And now that I'm 13, I'm so insecure about myself. My looks, the things I do, the things I like, heck I'm even insecure about the way I move. It's like, I can't be myself around my family fearing that they would judge me or think something bad of me. I'm sure a lot of people out there are having the same experience. I also have a hard time socializing. My parents scold me when I'm always on my phone. Saying that I should stay away from technology because they know what's good for me. But I know better. Technology is my only escape from reality. From all this pressure that my parents give me. They take away the things I love. And it's like, I'm a puppet with no strings. Like Pinocchio! I always feared being around people and talking to people that when I'm in the house, I just lick myself inside my bedroom doing whatever. My parents compare me from other kids by their likes and dislikes, talents, intelligence, appearance, attitude/personality, movements. Everything.

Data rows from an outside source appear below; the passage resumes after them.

//! End-to-end listener tests
//!
//! Drive `BlockchainListenerManager` with `MockChainConnection` and check
//! what lands in the event store and the aggregates.

use chainscope::chain::{ChainConnection, ContractAbi, MockChainConnection, TransactionReceipt};
use chainscope::config::ContractConfig;
use chainscope::gas::GasAmount;
use chainscope::store::PersistenceGateway;
use chainscope::types::{AnalyticsEvent, EventFilter, Pagination};
use chainscope::{AnalyticsError, AnalyticsService};
use serde_json::json;
use std::future::Future;
use std::sync::Arc;
use std::time::Duration;

const WALLET_A: &str = "0x1111111111111111111111111111111111111111";
const WALLET_B: &str = "0x2222222222222222222222222222222222222222";
const CONTRACT: &str = "0x000000000000000000000000000000000000ABC0";

async fn eventually<F, Fut>(mut check: F) -> bool
where
    F: FnMut() -> Fut,
    Fut: Future<Output = bool>,
{
    for _ in 0..300 {
        if check().await {
            return true;
        }
        tokio::time::sleep(Duration::from_millis(10)).await;
    }
    false
}

fn contract_config(chain_id: u64, address: &str) -> ContractConfig {
    ContractConfig {
        chain_id,
        address: address.to_string(),
        name: Some("Vault".to_string()),
        contract_type: Some("defi".to_string()),
        abi: json!([]),
    }
}

fn setup() -> (Arc<AnalyticsService>, Arc<MockChainConnection>) {
    let gateway = Arc::new(PersistenceGateway::memory_only());
    let service = Arc::new(AnalyticsService::new(gateway, 20));
    let chain = Arc::new(MockChainConnection::new(1));
    (service, chain)
}

fn receipt(gas: u64) -> TransactionReceipt {
    TransactionReceipt {
        gas_used: GasAmount::from(gas),
        gas_price: Some(GasAmount::from(1_000_000_000u64)),
    }
}

#[tokio::test]
async fn test_three_events_two_wallets() {
    let (service, chain) = setup();
    let listener = service.listener(
        vec![chain.clone() as Arc<dyn ChainConnection>],
        vec![contract_config(1, CONTRACT)],
        8,
    );
    assert_eq!(listener.start().await, 1);

    for (tx, wallet) in [("0xa1", WALLET_A), ("0xa2", WALLET_A), ("0xa3", WALLET_B)] {
        chain.set_receipt(tx, receipt(21_000)).await;
        let args = json!({"user": wallet, "amount": "5"});
        assert!(chain.emit_event(CONTRACT, "Deposit", args, tx).await);
    }

    let contracts = service.contracts().clone();
    let address = CONTRACT.to_lowercase();
    assert!(
        eventually(|| {
            let contracts = contracts.clone();
            let address = address.clone();
            async move {
                contracts
                    .get_by_address(&address)
                    .await
                    .ok()
                    .flatten()
                    .is_some_and(|c| c.total_interactions == 3)
            }
        })
        .await,
        "contract never reached 3 interactions"
    );

    let contract = service.contracts().get_by_address(CONTRACT).await.unwrap().unwrap();
    assert_eq!(contract.unique_users, 2);
    assert_eq!(contract.events.get("Deposit"), Some(&3));
    assert_eq!(contract.gas_used, GasAmount::from(63_000u64));
    assert_eq!(contract.name.as_deref(), Some("Vault"));

    let users = service.users().clone();
    assert!(
        eventually(|| {
            let users = users.clone();
            async move {
                users
                    .get_by_wallet(WALLET_B)
                    .await
                    .ok()
                    .flatten()
                    .is_some_and(|u| u.total_transactions == 1)
            }
        })
        .await
    );
    let user = service.users().get_by_wallet(WALLET_A).await.unwrap().unwrap();
    assert_eq!(user.total_interactions, 2);
    assert_eq!(user.total_transactions, 2);
    assert_eq!(user.total_gas_spent, GasAmount::from(42_000u64));

    let filter = EventFilter {
        contract_address: Some(CONTRACT.to_string()),
        ..Default::default()
    };
    let page = service.events().query(&filter, Pagination::default(), None).unwrap();
    assert_eq!(page.total, 3);
    for event in &page.data {
        let AnalyticsEvent::Contract(event) = event else {
            panic!("expected a contract event");
        };
        assert_eq!(event.chain_id, 1);
        assert_eq!(event.gas_used, Some(GasAmount::from(21_000u64)));
    }

    listener.stop().await;
}

#[tokio::test]
async fn test_missing_receipt_still_stores_event() {
    let (service, chain) = setup();
    let listener = service.listener(vec![chain.clone() as Arc<dyn ChainConnection>], Vec::new(), 4);
    let abi = ContractAbi::from_value(&json!([])).unwrap();
    listener.add_contract(CONTRACT, abi, None, None, 1).await.unwrap();

    assert!(chain.emit_event(CONTRACT, "Ping", json!({"from": WALLET_A}), "0xdead").await);

    let events = service.events().clone();
    assert!(
        eventually(|| {
            let events = events.clone();
            async move { events.count(&EventFilter::default()).unwrap_or(0) == 1 }
        })
        .await
    );

    let page = service
        .events()
        .query(&EventFilter::default(), Pagination::default(), None)
        .unwrap();
    let AnalyticsEvent::Contract(event) = &page.data[0] else {
        panic!("expected a contract event");
    };
    assert_eq!(event.gas_used, None);
    assert_eq!(event.wallet_address.as_deref(), Some(WALLET_A));
}

#[tokio::test]
async fn test_event_without_wallet_counts_no_user() {
    let (service, chain) = setup();
    let listener = service.listener(
        vec![chain.clone() as Arc<dyn ChainConnection>],
        vec![contract_config(1, CONTRACT)],
        4,
    );
    listener.start().await;

    chain.set_receipt("0xb1", receipt(30_000)).await;
    assert!(chain.emit_event(CONTRACT, "Paused", json!({"by": "admin"}), "0xb1").await);

    let contracts = service.contracts().clone();
    assert!(
        eventually(|| {
            let contracts = contracts.clone();
            async move {
                contracts
                    .get_by_address(CONTRACT)
                    .await
                    .ok()
                    .flatten()
                    .is_some_and(|c| c.total_interactions == 1)
            }
        })
        .await
    );
    let contract = service.contracts().get_by_address(CONTRACT).await.unwrap().unwrap();
    assert_eq!(contract.unique_users, 0);
    assert_eq!(service.users().count().await.unwrap(), 0);
}

#[tokio::test]
async fn test_unknown_chain_rejected() {
    let (service, chain) = setup();
    let listener = service.listener(vec![chain as Arc<dyn ChainConnection>], Vec::new(), 4);
    let abi = ContractAbi::from_value(&json!([])).unwrap();

    let err = listener.add_contract(CONTRACT, abi, None, None, 137).await.unwrap_err();
    assert!(matches!(err, AnalyticsError::NoProviderForChain(137)));
    assert!(listener.list_contracts().await.is_empty());
}

#[tokio::test]
async fn test_add_is_idempotent_and_remove_unsubscribes() {
    let (service, chain) = setup();
    let listener = service.listener(vec![chain.clone() as Arc<dyn ChainConnection>], Vec::new(), 4);
    let abi = ContractAbi::from_value(&json!([])).unwrap();

    listener
        .add_contract(CONTRACT, abi.clone(), Some("Vault".to_string()), None, 1)
        .await
        .unwrap();
    listener
        .add_contract(&CONTRACT.to_lowercase(), abi, None, None, 1)
        .await
        .unwrap();

    let listed = listener.list_contracts().await;
    assert_eq!(listed.len(), 1);
    assert_eq!(listed[0].address, CONTRACT.to_lowercase());
    assert_eq!(listed[0].name.as_deref(), Some("Vault"));

    assert!(listener.remove_contract(CONTRACT, 1).await);
    assert!(!listener.remove_contract(CONTRACT, 1).await);
    assert!(listener.list_contracts().await.is_empty());

    let watched_chain = chain.clone();
    assert!(
        eventually(|| {
            let chain = watched_chain.clone();
            async move { !chain.is_subscribed(CONTRACT).await }
        })
        .await,
        "stream should close once the dispatcher is aborted"
    );
}

#[tokio::test]
async fn test_ended_stream_is_no_longer_listed() {
    let (service, chain) = setup();
    let listener = Arc::new(service.listener(
        vec![chain.clone() as Arc<dyn ChainConnection>],
        vec![contract_config(1, CONTRACT)],
        4,
    ));
    assert_eq!(listener.start().await, 1);
    assert_eq!(listener.list_contracts().await.len(), 1);

    assert!(chain.close_stream(CONTRACT).await);
    let watched = listener.clone();
    assert!(
        eventually(|| {
            let listener = watched.clone();
            async move { listener.list_contracts().await.is_empty() }
        })
        .await,
        "contract still listed after its stream ended"
    );

    // Adding again resubscribes
    let abi = ContractAbi::from_value(&json!([])).unwrap();
    listener.add_contract(CONTRACT, abi, None, None, 1).await.unwrap();
    assert_eq!(listener.list_contracts().await.len(), 1);
    assert!(chain.is_subscribed(CONTRACT).await);
}

#[tokio::test]
async fn test_bad_abi_skipped_at_start() {
    let (service, chain) = setup();
    let mut broken = contract_config(1, "0x00000000000000000000000000000000000000ff");
    broken.abi = json!("not an abi");
    let listener = service.listener(
        vec![chain as Arc<dyn ChainConnection>],
        vec![broken, contract_config(1, CONTRACT), contract_config(10, CONTRACT)],
        4,
    );

    assert_eq!(listener.start().await, 1);
    let listed = listener.list_contracts().await;
    assert_eq!(listed[0].chain_id, 1);
}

But people are unique because their different. We are all unique in our own way. Different ways. Weird ways. I tried telling them to put their selves in my position and their only reply would be "am I the one studying?" Or "am I the one doing this?" And it's so frustrating. You're saying this because you want them to understand what it's like to be in your place being bossed around.

But anyways,
Our difference is what makes us unique. It could be something awesome or weird. But whatever happens, there's always that someone that would accept you for who you are. He/she may not be there yet but they could be just around the corner :)

Edit: wow. This is long 😂😂😂

tugaoenshanessas.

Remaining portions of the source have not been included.